WHAT THIS MEANS TO YOU
On average, the lifetime earnings of a college graduate will be $1,000,000 MORE (that’s one million dollars!!) than a person who has a high school diploma. Therefore, taking out a loan to get a college education is a wise thing to do, if you plan wisely.
While you don’t have to pay a student loan while you are in school, you commit to start paying the loan immediately after graduation. If you drop out of the college or university you are attending, you have to start paying the loan off immediately. Either way, you pay back the loan on a monthly basis – with interest – until the full amount borrowed and the interest the loan accumulated is completely paid off.
You cannot NOT pay.
If your financial situation becomes compromised to such a degree that you can’t pay back the entire amount of the loan, you can seek Student Loan Forgiveness, but only after 10 or 20 years of making payments. That means you have to pay the majority of the debt before the rest of the loan can be ‘forgiven’. If that percentage payment isn’t high enough, more interest will be tacked on to your debt and over time, those costs will mount up. Eventually, the IRS (Internal Revenue Service) will contact your employer and have your employer increase the amount of money the government withholds (taxes) from your paycheck until the loan is paid off.
The rules that govern default (non-payment) of a student loan are complex and can change over time. If you don’t pay, you won’t be arrested, but you could be penalized with bad credit scores – and that will influence whether you can buy a car or a house, rent an apartment, or even get a credit card.
Understand that no one is ‘out to get you’ regarding your student loan payments, but a contract is a contract. You sign a contract when you take out a loan and promise to pay it back. Wherever you get the loan, whether through a bank or a government agency, you are using someone else’s money. If you get a loan from a government agency, you are borrowing taxpayer dollars. If you get your loan from a bank, you are using bank customer/investor money. All those people are lending you the money so you can get an education, but they want it back so the next generation of borrowers can benefit as you did.
You can have about half your loan officially forgiven (and feel good about yourself) after ten years of payment if you have a full-time job working for the government (federal, state, local, or tribal), an eligible not-for-profit organization, for AmeriCorps, or the Peace Corps.
But since you cannot guarantee that you will get a job in any of these organizations, it may be best not to take a loan that is too large for you to pay back, thus slowing your life progression. There is a formula that will help you ensure you get a loan that is affordable for you:
The amount of a student loan should not exceed the total amount anticipated as earnings in the first year of full-time employment after college graduation.
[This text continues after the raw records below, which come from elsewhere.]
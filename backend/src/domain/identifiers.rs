//! Normalisation of caller-supplied identifier lists and contact fields.
//!
//! List filters arrive loosely formed: padded, repeated or blank entries are
//! common. Every filterable field passes through [`simplify_string_list`]
//! before it reaches a query, and an empty result means "no filter".

use std::collections::HashSet;

/// Trim each entry, drop blanks and duplicates, keep first-seen order.
///
/// # Examples
/// ```
/// use directory_backend::domain::simplify_string_list;
///
/// let ids = simplify_string_list([" usr-b ", "", "usr-a", "usr-b"]);
/// assert_eq!(ids, vec!["usr-b".to_owned(), "usr-a".to_owned()]);
/// ```
pub fn simplify_string_list<I, S>(values: I) -> Vec<String>
where
    I: IntoIterator<Item = S>,
    S: AsRef<str>,
{
    let mut seen = HashSet::new();
    let mut simplified = Vec::new();
    for value in values {
        let trimmed = value.as_ref().trim();
        if trimmed.is_empty() || !seen.insert(trimmed.to_owned()) {
            continue;
        }
        simplified.push(trimmed.to_owned());
    }
    simplified
}

/// Trim and lowercase a contact value such as an email or phone number.
///
/// # Examples
/// ```
/// use directory_backend::domain::simplify_string;
///
/// assert_eq!(simplify_string("  ALICE@X.com "), "alice@x.com");
/// ```
pub fn simplify_string(value: &str) -> String {
    value.trim().to_lowercase()
}

/// Apply [`simplify_string`] to every entry, then [`simplify_string_list`].
///
/// Used for email and phone-number filters so they compare against the
/// simplified values written at creation time.
pub fn simplify_contact_list<I, S>(values: I) -> Vec<String>
where
    I: IntoIterator<Item = S>,
    S: AsRef<str>,
{
    simplify_string_list(values.into_iter().map(|value| simplify_string(value.as_ref())))
}
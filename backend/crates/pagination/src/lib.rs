//! Offset pagination primitives shared by directory list endpoints.
//!
//! Purpose: keep page-size clamping, sort direction defaults and the page
//! envelope in one place so every list query applies identical bounds.
//!
//! Public surface:
//! - [`PaginationLimits`] — configured default and maximum page sizes.
//! - [`PageWindow`] — clamped `limit`/`offset` pair ready for a query.
//! - [`SortDirection`] — ascending or descending order, newest first by
//!   default.
//! - [`Page`] — one page of items plus the total across all pages.

use serde::{Deserialize, Serialize};

/// Page size used when a request omits the limit.
pub const DEFAULT_PAGE_SIZE: i64 = 20;

/// Largest page size a request may ask for.
pub const MAX_PAGE_SIZE: i64 = 200;

/// Errors raised when constructing [`PaginationLimits`].
#[derive(Debug, Clone, Copy, PartialEq, Eq, thiserror::Error)]
pub enum PaginationLimitsError {
    /// The default page size was zero or negative.
    #[error("default page size must be positive, got {value}")]
    NonPositiveDefault {
        /// Rejected default page size.
        value: i64,
    },
    /// The maximum page size was zero or negative.
    #[error("maximum page size must be positive, got {value}")]
    NonPositiveMaximum {
        /// Rejected maximum page size.
        value: i64,
    },
    /// The default page size exceeded the maximum.
    #[error("default page size {default} exceeds maximum page size {max}")]
    DefaultExceedsMaximum {
        /// Requested default page size.
        default: i64,
        /// Requested maximum page size.
        max: i64,
    },
}

/// Server-side bounds applied to every paginated request.
///
/// ## Invariants
/// - `0 < default_limit <= max_limit`.
///
/// # Examples
/// ```
/// use pagination::PaginationLimits;
///
/// let limits = PaginationLimits::new(10, 50).expect("valid limits");
/// let window = limits.window(Some(500), Some(-3));
/// assert_eq!(window.limit(), 50);
/// assert_eq!(window.offset(), 0);
/// ```
#[derive(Debug, Clone, Copy, PartialEq, Eq)]
pub struct PaginationLimits {
    default_limit: i64,
    max_limit: i64,
}

impl PaginationLimits {
    /// Validate and construct pagination limits.
    ///
    /// # Errors
    ///
    /// Returns [`PaginationLimitsError`] when either size is not positive or
    /// the default exceeds the maximum.
    pub const fn new(default_limit: i64, max_limit: i64) -> Result<Self, PaginationLimitsError> {
        if default_limit <= 0 {
            return Err(PaginationLimitsError::NonPositiveDefault {
                value: default_limit,
            });
        }
        if max_limit <= 0 {
            return Err(PaginationLimitsError::NonPositiveMaximum { value: max_limit });
        }
        if default_limit > max_limit {
            return Err(PaginationLimitsError::DefaultExceedsMaximum {
                default: default_limit,
                max: max_limit,
            });
        }
        Ok(Self {
            default_limit,
            max_limit,
        })
    }

    /// Page size applied when a request omits the limit.
    #[must_use]
    pub const fn default_limit(&self) -> i64 {
        self.default_limit
    }

    /// Largest page size a request can obtain.
    #[must_use]
    pub const fn max_limit(&self) -> i64 {
        self.max_limit
    }

    /// Clamp caller-supplied values into a bounded window.
    ///
    /// A missing, zero or negative limit falls back to the default; a limit
    /// above the maximum is clamped to the maximum. A missing or negative
    /// offset becomes zero.
    #[must_use]
    pub fn window(&self, limit: Option<i64>, offset: Option<i64>) -> PageWindow {
        let limit = match limit {
            Some(requested) if requested > 0 => requested.min(self.max_limit),
            _ => self.default_limit,
        };
        let offset = offset.unwrap_or(0).max(0);
        PageWindow { limit, offset }
    }
}

impl Default for PaginationLimits {
    fn default() -> Self {
        Self {
            default_limit: DEFAULT_PAGE_SIZE,
            max_limit: MAX_PAGE_SIZE,
        }
    }
}

/// A clamped `LIMIT`/`OFFSET` pair.
///
/// Only [`PaginationLimits::window`] constructs windows, so a window's limit
/// is always positive and its offset never negative.
#[derive(Debug, Clone, Copy, PartialEq, Eq, Serialize)]
pub struct PageWindow {
    limit: i64,
    offset: i64,
}

impl PageWindow {
    /// Maximum number of rows the page may hold.
    #[must_use]
    pub const fn limit(&self) -> i64 {
        self.limit
    }

    /// Number of matching rows skipped before the page starts.
    #[must_use]
    pub const fn offset(&self) -> i64 {
        self.offset
    }
}

/// Ordering applied to the sort column.
#[derive(Debug, Clone, Copy, Default, PartialEq, Eq, Hash, Serialize, Deserialize)]
#[serde(rename_all = "snake_case")]
pub enum SortDirection {
    /// Smallest values first.
    Ascending,
    /// Largest values first; newest rows lead when sorting by time.
    #[default]
    Descending,
}

impl SortDirection {
    /// Resolve an optional `reverse` flag into a direction.
    ///
    /// An absent flag keeps the descending default.
    ///
    /// # Examples
    /// ```
    /// use pagination::SortDirection;
    ///
    /// assert_eq!(SortDirection::from_reverse(None), SortDirection::Descending);
    /// assert_eq!(SortDirection::from_reverse(Some(false)), SortDirection::Ascending);
    /// ```
    #[must_use]
    pub const fn from_reverse(reverse: Option<bool>) -> Self {
        match reverse {
            Some(false) => Self::Ascending,
            Some(true) | None => Self::Descending,
        }
    }
}

/// One page of results together with the total match count.
#[derive(Debug, Clone, PartialEq, Eq, Serialize, Deserialize)]
#[serde(rename_all = "camelCase")]
pub struct Page<T> {
    /// Items on this page, in query order.
    pub items: Vec<T>,
    /// Number of matching rows across every page.
    pub total: u64,
}

impl<T> Page<T> {
    /// Build a page from its items and the overall total.
    #[must_use]
    pub const fn new(items: Vec<T>, total: u64) -> Self {
        Self { items, total }
    }

    /// A page with no items and a zero total.
    #[must_use]
    pub const fn empty() -> Self {
        Self {
            items: Vec::new(),
            total: 0,
        }
    }
}
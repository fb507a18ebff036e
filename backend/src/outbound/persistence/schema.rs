//! Diesel table definitions for the directory schema.
//!
//! These definitions must match the database migrations exactly. Migrations
//! are owned by the deployment tooling; `diesel print-schema` against a live
//! database regenerates this file.

diesel::table! {
    /// Directory user accounts.
    ///
    /// Rows are never physically removed; deletion flips `status`.
    users (user_id) {
        /// Primary key: `usr-` followed by 32 hex characters.
        user_id -> Varchar,
        /// Login name.
        username -> Varchar,
        /// Lower-cased, trimmed email address.
        email -> Varchar,
        /// Lower-cased, trimmed phone number.
        phone_number -> Varchar,
        /// Free-form description.
        description -> Text,
        /// Stored secret; never selected by read paths.
        password -> Varchar,
        /// JSON object of string attributes, stored as text.
        extra -> Text,
        /// Lifecycle state: `active`, `disabled` or `deleted`.
        status -> Varchar,
        /// Instant of the last status change.
        status_time -> Timestamptz,
        /// Creation instant.
        create_time -> Timestamptz,
        /// Last modification instant.
        update_time -> Timestamptz,
    }
}

diesel::table! {
    /// Groups users can belong to. Read-only for this backend.
    groups (group_id) {
        /// Primary key.
        group_id -> Varchar,
        /// Display name.
        name -> Varchar,
        /// Free-form description.
        description -> Text,
        /// Lifecycle state as stored.
        status -> Varchar,
    }
}

diesel::table! {
    /// Many-to-many membership between users and groups.
    user_group_bindings (user_id, group_id) {
        /// Member user.
        user_id -> Varchar,
        /// Containing group.
        group_id -> Varchar,
        /// Instant the binding was created.
        create_time -> Timestamptz,
    }
}

diesel::joinable!(user_group_bindings -> users (user_id));
diesel::joinable!(user_group_bindings -> groups (group_id));

diesel::allow_tables_to_appear_in_same_query!(users, groups, user_group_bindings);
//! Async connection pool for the directory database.
//!
//! Wraps `diesel-async`'s `bb8` integration. Checkout honours the configured
//! timeout, so no store call waits indefinitely for a connection.

use std::time::Duration;

use diesel_async::AsyncPgConnection;
use diesel_async::pooled_connection::AsyncDieselConnectionManager;
use diesel_async::pooled_connection::bb8::{Pool, PooledConnection};

/// Errors that can occur during pool operations.
#[derive(Debug, Clone, PartialEq, Eq, thiserror::Error)]
pub enum PoolError {
    /// Failed to check out a connection from the pool.
    #[error("failed to get connection from pool: {message}")]
    Checkout { message: String },

    /// Failed to build the connection pool.
    #[error("failed to build connection pool: {message}")]
    Build { message: String },
}

impl PoolError {
    /// Create a checkout error with the given message.
    pub fn checkout(message: impl Into<String>) -> Self {
        Self::Checkout {
            message: message.into(),
        }
    }

    /// Create a build error with the given message.
    pub fn build(message: impl Into<String>) -> Self {
        Self::Build {
            message: message.into(),
        }
    }
}

/// Pool sizing and checkout limits.
///
/// ```
/// use std::time::Duration;
/// use directory_backend::outbound::persistence::PoolConfig;
///
/// let config = PoolConfig::new("postgres://localhost/directory")
///     .with_max_size(4)
///     .with_connection_timeout(Duration::from_secs(5));
/// assert_eq!(config.max_size(), 4);
/// ```
#[derive(Debug, Clone, PartialEq, Eq)]
pub struct PoolConfig {
    database_url: String,
    max_size: u32,
    min_idle: Option<u32>,
    connection_timeout: Duration,
}

impl PoolConfig {
    /// Default maximum number of pooled connections.
    pub const DEFAULT_MAX_SIZE: u32 = 10;
    /// Default number of idle connections kept warm.
    pub const DEFAULT_MIN_IDLE: u32 = 2;
    /// Default checkout timeout.
    pub const DEFAULT_CONNECTION_TIMEOUT: Duration = Duration::from_secs(30);

    /// Configuration for `database_url` with default limits.
    pub fn new(database_url: impl Into<String>) -> Self {
        Self {
            database_url: database_url.into(),
            max_size: Self::DEFAULT_MAX_SIZE,
            min_idle: Some(Self::DEFAULT_MIN_IDLE),
            connection_timeout: Self::DEFAULT_CONNECTION_TIMEOUT,
        }
    }

    /// Set the maximum number of connections in the pool.
    pub fn with_max_size(mut self, max_size: u32) -> Self {
        self.max_size = max_size;
        self
    }

    /// Set the minimum number of idle connections to maintain.
    pub fn with_min_idle(mut self, min_idle: Option<u32>) -> Self {
        self.min_idle = min_idle;
        self
    }

    /// Set the connection checkout timeout.
    pub fn with_connection_timeout(mut self, timeout: Duration) -> Self {
        self.connection_timeout = timeout;
        self
    }

    /// Database URL.
    pub fn database_url(&self) -> &str {
        &self.database_url
    }

    /// Maximum number of connections.
    pub fn max_size(&self) -> u32 {
        self.max_size
    }

    /// Idle connections kept open.
    pub fn min_idle(&self) -> Option<u32> {
        self.min_idle
    }

    /// Checkout timeout.
    pub fn connection_timeout(&self) -> Duration {
        self.connection_timeout
    }
}

/// Cloneable handle to the PostgreSQL pool shared by all adapters.
#[derive(Clone)]
pub struct DbPool {
    inner: Pool<AsyncPgConnection>,
}

impl DbPool {
    /// Build a pool from `config`.
    ///
    /// # Errors
    ///
    /// Returns `PoolError::Build` if the pool cannot be constructed, for
    /// example when the URL is invalid or the initial connections fail.
    pub async fn new(config: PoolConfig) -> Result<Self, PoolError> {
        let manager = AsyncDieselConnectionManager::<AsyncPgConnection>::new(config.database_url);

        let pool = Pool::builder()
            .max_size(config.max_size)
            .min_idle(config.min_idle)
            .connection_timeout(config.connection_timeout)
            .build(manager)
            .await
            .map_err(|err| PoolError::build(err.to_string()))?;

        Ok(Self { inner: pool })
    }

    /// Check out a connection.
    ///
    /// # Errors
    ///
    /// Returns `PoolError::Checkout` if no connection is available within the
    /// configured timeout.
    pub async fn get(&self) -> Result<PooledConnection<'_, AsyncPgConnection>, PoolError> {
        self.inner
            .get()
            .await
            .map_err(|err| PoolError::checkout(err.to_string()))
    }
}
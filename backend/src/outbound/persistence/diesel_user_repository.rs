//! PostgreSQL-backed `UserRepository` implementation using Diesel ORM.
//!
//! Reads never select the password column. Page reads and counts share the
//! predicates built by [`super::user_filters`].

use async_trait::async_trait;
use diesel::prelude::*;
use diesel_async::RunQueryDsl;
use tracing::warn;

use crate::domain::ports::{UserPersistenceError, UserRepository};
use crate::domain::{
    ExtraAttributes, NewUser, User, UserChanges, UserId, UserQuery, UserStatus,
};

use super::diesel_error_mapping;
use super::models::{NewUserRow, UserChangeset, UserRow};
use super::pool::{DbPool, PoolError};
use super::schema::users;
use super::user_filters::{filtered_users, ordered_page};

/// Diesel-backed implementation of the `UserRepository` port.
#[derive(Clone)]
pub struct DieselUserRepository {
    pool: DbPool,
}

impl DieselUserRepository {
    /// Create a new repository with the given connection pool.
    pub fn new(pool: DbPool) -> Self {
        Self { pool }
    }
}

fn map_pool_error(error: PoolError) -> UserPersistenceError {
    diesel_error_mapping::map_pool_error(error, UserPersistenceError::connection)
}

fn map_diesel_error(error: diesel::result::Error) -> UserPersistenceError {
    diesel_error_mapping::map_diesel_error(
        error,
        UserPersistenceError::query,
        UserPersistenceError::connection,
    )
}

fn encode_extra(extra: &ExtraAttributes) -> Result<String, UserPersistenceError> {
    serde_json::to_string(extra)
        .map_err(|err| UserPersistenceError::query(format!("encode extra attributes: {err}")))
}

/// Empty or malformed stored attributes decode to an empty map.
fn decode_extra(user_id: &str, raw: &str) -> ExtraAttributes {
    if raw.trim().is_empty() {
        return ExtraAttributes::new();
    }
    serde_json::from_str(raw).unwrap_or_else(|err| {
        warn!(user_id, error = %err, "unreadable extra attributes, treating as empty");
        ExtraAttributes::new()
    })
}

/// Convert a database row to a domain user.
fn row_to_user(row: UserRow) -> Result<User, UserPersistenceError> {
    let extra = decode_extra(&row.user_id, &row.extra);
    let status: UserStatus = row
        .status
        .parse()
        .map_err(|err| UserPersistenceError::query(format!("stored user status: {err}")))?;
    let user_id = UserId::new(&row.user_id)
        .map_err(|err| UserPersistenceError::query(format!("stored user id: {err}")))?;

    Ok(User {
        user_id,
        username: row.username,
        email: row.email,
        phone_number: row.phone_number,
        description: row.description,
        extra,
        status,
        status_changed_at: row.status_time,
        created_at: row.create_time,
        updated_at: row.update_time,
    })
}

fn changeset(changes: &UserChanges) -> Result<UserChangeset<'_>, UserPersistenceError> {
    Ok(UserChangeset {
        username: changes.username.as_deref(),
        email: changes.email.as_deref(),
        phone_number: changes.phone_number.as_deref(),
        description: changes.description.as_deref(),
        extra: changes.extra.as_ref().map(encode_extra).transpose()?,
        update_time: changes.updated_at,
    })
}

#[async_trait]
impl UserRepository for DieselUserRepository {
    async fn insert(&self, user: &NewUser) -> Result<(), UserPersistenceError> {
        let new_row = NewUserRow {
            user_id: user.user_id.as_str(),
            username: &user.username,
            email: &user.email,
            phone_number: &user.phone_number,
            description: &user.description,
            password: user.password.expose(),
            extra: encode_extra(&user.extra)?,
            status: UserStatus::Active.as_str(),
            status_time: user.created_at,
            create_time: user.created_at,
            update_time: user.created_at,
        };
        let mut conn = self.pool.get().await.map_err(map_pool_error)?;

        diesel::insert_into(users::table)
            .values(&new_row)
            .execute(&mut conn)
            .await
            .map(|_| ())
            .map_err(map_diesel_error)
    }

    async fn find_by_id(&self, id: &UserId) -> Result<Option<User>, UserPersistenceError> {
        let mut conn = self.pool.get().await.map_err(map_pool_error)?;

        let row: Option<UserRow> = users::table
            .filter(users::user_id.eq(id.as_str()))
            .select(UserRow::as_select())
            .first(&mut conn)
            .await
            .optional()
            .map_err(map_diesel_error)?;

        row.map(row_to_user).transpose()
    }

    async fn update(
        &self,
        id: &UserId,
        changes: &UserChanges,
    ) -> Result<(), UserPersistenceError> {
        let update = changeset(changes)?;
        let mut conn = self.pool.get().await.map_err(map_pool_error)?;

        let updated_rows = diesel::update(users::table)
            .filter(users::user_id.eq(id.as_str()))
            .set(&update)
            .execute(&mut conn)
            .await
            .map_err(map_diesel_error)?;

        if updated_rows == 0 {
            return Err(UserPersistenceError::not_found(id.as_str()));
        }
        Ok(())
    }

    async fn list(&self, query: &UserQuery) -> Result<Vec<User>, UserPersistenceError> {
        let mut conn = self.pool.get().await.map_err(map_pool_error)?;

        let rows: Vec<UserRow> = ordered_page(filtered_users(query), query)
            .select(UserRow::as_select())
            .load(&mut conn)
            .await
            .map_err(map_diesel_error)?;

        rows.into_iter().map(row_to_user).collect()
    }

    async fn count(&self, query: &UserQuery) -> Result<u64, UserPersistenceError> {
        let mut conn = self.pool.get().await.map_err(map_pool_error)?;

        let total: i64 = filtered_users(query)
            .count()
            .get_result(&mut conn)
            .await
            .map_err(map_diesel_error)?;

        u64::try_from(total)
            .map_err(|_| UserPersistenceError::query("negative user count returned"))
    }
}
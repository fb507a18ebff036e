//! Domain primitives, ports and the directory service.
//!
//! Purpose: define the user and group model, normalise list requests into
//! bounded query descriptors, and orchestrate repository ports without
//! depending on any persistence technology.
//!
//! Public surface:
//! - Error / ErrorCode — transport-agnostic failure taxonomy.
//! - User, UserId, UserStatus, NewUser, UserChanges, UserWithGroups.
//! - Group, GroupId — read-only group references.
//! - UserQuery, UserQueryBuilder — list query descriptor and its builder.
//! - UserDirectoryService — implementation of the `UserDirectory` port.

pub mod error;
pub mod group;
pub mod identifiers;
pub mod ports;
pub mod user;
pub mod user_directory_service;
pub mod user_query;

pub use self::error::{Error, ErrorCode, ErrorValidationError};
pub use self::group::{Group, GroupId};
pub use self::identifiers::{simplify_contact_list, simplify_string, simplify_string_list};
pub use self::user::{
    ExtraAttributes, NewUser, Password, USER_ID_PREFIX, User, UserChanges, UserId, UserStatus,
    UserValidationError, UserWithGroups,
};
pub use self::user_directory_service::UserDirectoryService;
pub use self::user_query::{UserQuery, UserQueryBuilder, UserSort, UserSortColumn};
//! Domain ports and supporting types for the hexagonal boundary.

mod macros;
pub(crate) use macros::define_port_error;

mod group_membership_repository;
mod user_deleter;
mod user_directory;
mod user_repository;

#[cfg(test)]
pub use group_membership_repository::MockGroupMembershipRepository;
pub use group_membership_repository::{GroupMembershipError, GroupMembershipRepository};
#[cfg(test)]
pub use user_deleter::MockUserDeleter;
pub use user_deleter::{UserDeleter, UserDeletionError};
pub use user_directory::{
    CreateUserRequest, CreateUserResponse, DeleteUsersRequest, DeleteUsersResponse,
    ListUsersRequest, ModifyUserRequest, ModifyUserResponse, UserDirectory,
};
#[cfg(test)]
pub use user_repository::MockUserRepository;
pub use user_repository::{UserPersistenceError, UserRepository};
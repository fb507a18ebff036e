//! Driving port for user directory operations.
//!
//! Whatever transport fronts the directory calls this port; the request and
//! response types are transport agnostic.

use async_trait::async_trait;
use pagination::{Page, SortDirection};
use serde::Serialize;

use crate::domain::{Error, ExtraAttributes, Password, User, UserId, UserSortColumn, UserWithGroups};

/// Request to create a user.
#[derive(Debug, Clone)]
pub struct CreateUserRequest {
    /// Login name.
    pub username: String,
    /// Email address; simplified before storage.
    pub email: String,
    /// Phone number; simplified before storage.
    pub phone_number: String,
    /// Free-form description.
    pub description: String,
    /// Secret to store.
    pub password: Password,
    /// Open key/value attributes.
    pub extra: ExtraAttributes,
}

/// Response for a created user.
#[derive(Debug, Clone, PartialEq, Eq, Serialize)]
#[serde(rename_all = "camelCase")]
pub struct CreateUserResponse {
    /// Identifier assigned to the new user.
    pub user_id: UserId,
}

/// Request to soft-delete users.
#[derive(Debug, Clone, Default)]
pub struct DeleteUsersRequest {
    /// Raw identifiers; normalised before use and required to be non-empty.
    pub user_ids: Vec<String>,
}

/// Response for a delete.
#[derive(Debug, Clone, PartialEq, Eq, Serialize)]
#[serde(rename_all = "camelCase")]
pub struct DeleteUsersResponse {
    /// Normalised identifiers that were targeted.
    pub user_ids: Vec<UserId>,
}

/// Partial update of a user.
///
/// `None` and empty values leave the stored field untouched.
#[derive(Debug, Clone)]
pub struct ModifyUserRequest {
    /// User to modify.
    pub user_id: UserId,
    /// Replacement login name.
    pub username: Option<String>,
    /// Replacement email address.
    pub email: Option<String>,
    /// Replacement phone number.
    pub phone_number: Option<String>,
    /// Replacement description.
    pub description: Option<String>,
    /// Replacement extra attributes.
    pub extra: Option<ExtraAttributes>,
}

impl ModifyUserRequest {
    /// A request touching no fields of `user_id`.
    pub fn new(user_id: UserId) -> Self {
        Self {
            user_id,
            username: None,
            email: None,
            phone_number: None,
            description: None,
            extra: None,
        }
    }
}

/// Response for a modification.
#[derive(Debug, Clone, PartialEq, Eq, Serialize)]
#[serde(rename_all = "camelCase")]
pub struct ModifyUserResponse {
    /// Identifier of the modified user.
    pub user_id: UserId,
}

/// Loosely specified list request.
///
/// Every list field is optional: an empty list means "no filter on this
/// field", never "match nothing".
#[derive(Debug, Clone, Default, PartialEq, Eq)]
pub struct ListUsersRequest {
    /// Restrict to members of any of these groups.
    pub group_ids: Vec<String>,
    /// Restrict to these user ids.
    pub user_ids: Vec<String>,
    /// Restrict to these usernames.
    pub usernames: Vec<String>,
    /// Restrict to these emails.
    pub emails: Vec<String>,
    /// Restrict to these phone numbers.
    pub phone_numbers: Vec<String>,
    /// Restrict to these statuses, e.g. `active`.
    pub statuses: Vec<String>,
    /// Case-insensitive substring matched against username, email and
    /// phone number.
    pub search_word: Option<String>,
    /// Sort column; creation time when absent.
    pub sort_key: Option<UserSortColumn>,
    /// Sort direction; descending when absent.
    pub sort_direction: Option<SortDirection>,
    /// Requested page size.
    pub limit: Option<i64>,
    /// Requested number of rows to skip.
    pub offset: Option<i64>,
}

/// Directory operations exposed to driving adapters.
#[async_trait]
pub trait UserDirectory: Send + Sync {
    /// Create a user and return its new identifier.
    async fn create_user(&self, request: CreateUserRequest) -> Result<CreateUserResponse, Error>;

    /// Soft-delete users and drop their group bindings atomically.
    async fn delete_users(
        &self,
        request: DeleteUsersRequest,
    ) -> Result<DeleteUsersResponse, Error>;

    /// Apply a partial update to an existing user.
    async fn modify_user(&self, request: ModifyUserRequest) -> Result<ModifyUserResponse, Error>;

    /// Fetch one user.
    async fn get_user(&self, user_id: &UserId) -> Result<User, Error>;

    /// Fetch one user with its groups.
    async fn get_user_with_group(&self, user_id: &UserId) -> Result<UserWithGroups, Error>;

    /// List a page of users plus the total match count.
    async fn list_users(&self, request: ListUsersRequest) -> Result<Page<User>, Error>;

    /// List a page of users, each enriched with its groups.
    async fn list_users_with_group(
        &self,
        request: ListUsersRequest,
    ) -> Result<Page<UserWithGroups>, Error>;
}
That means that if you want to be a teacher, and as a first-year teacher you can expect to earn $45,000, then your total student loan amount should be no more than $45,000. Monthly payments will be a few hundred dollars, a very affordable amount if you are earning $45,000. That doesn’t mean that you have to pay the loan back in the first year – you can decide to pay over a long period of time or a shorter period of time (10 or 20 years). It is the equivalent of a home mortgage for your education.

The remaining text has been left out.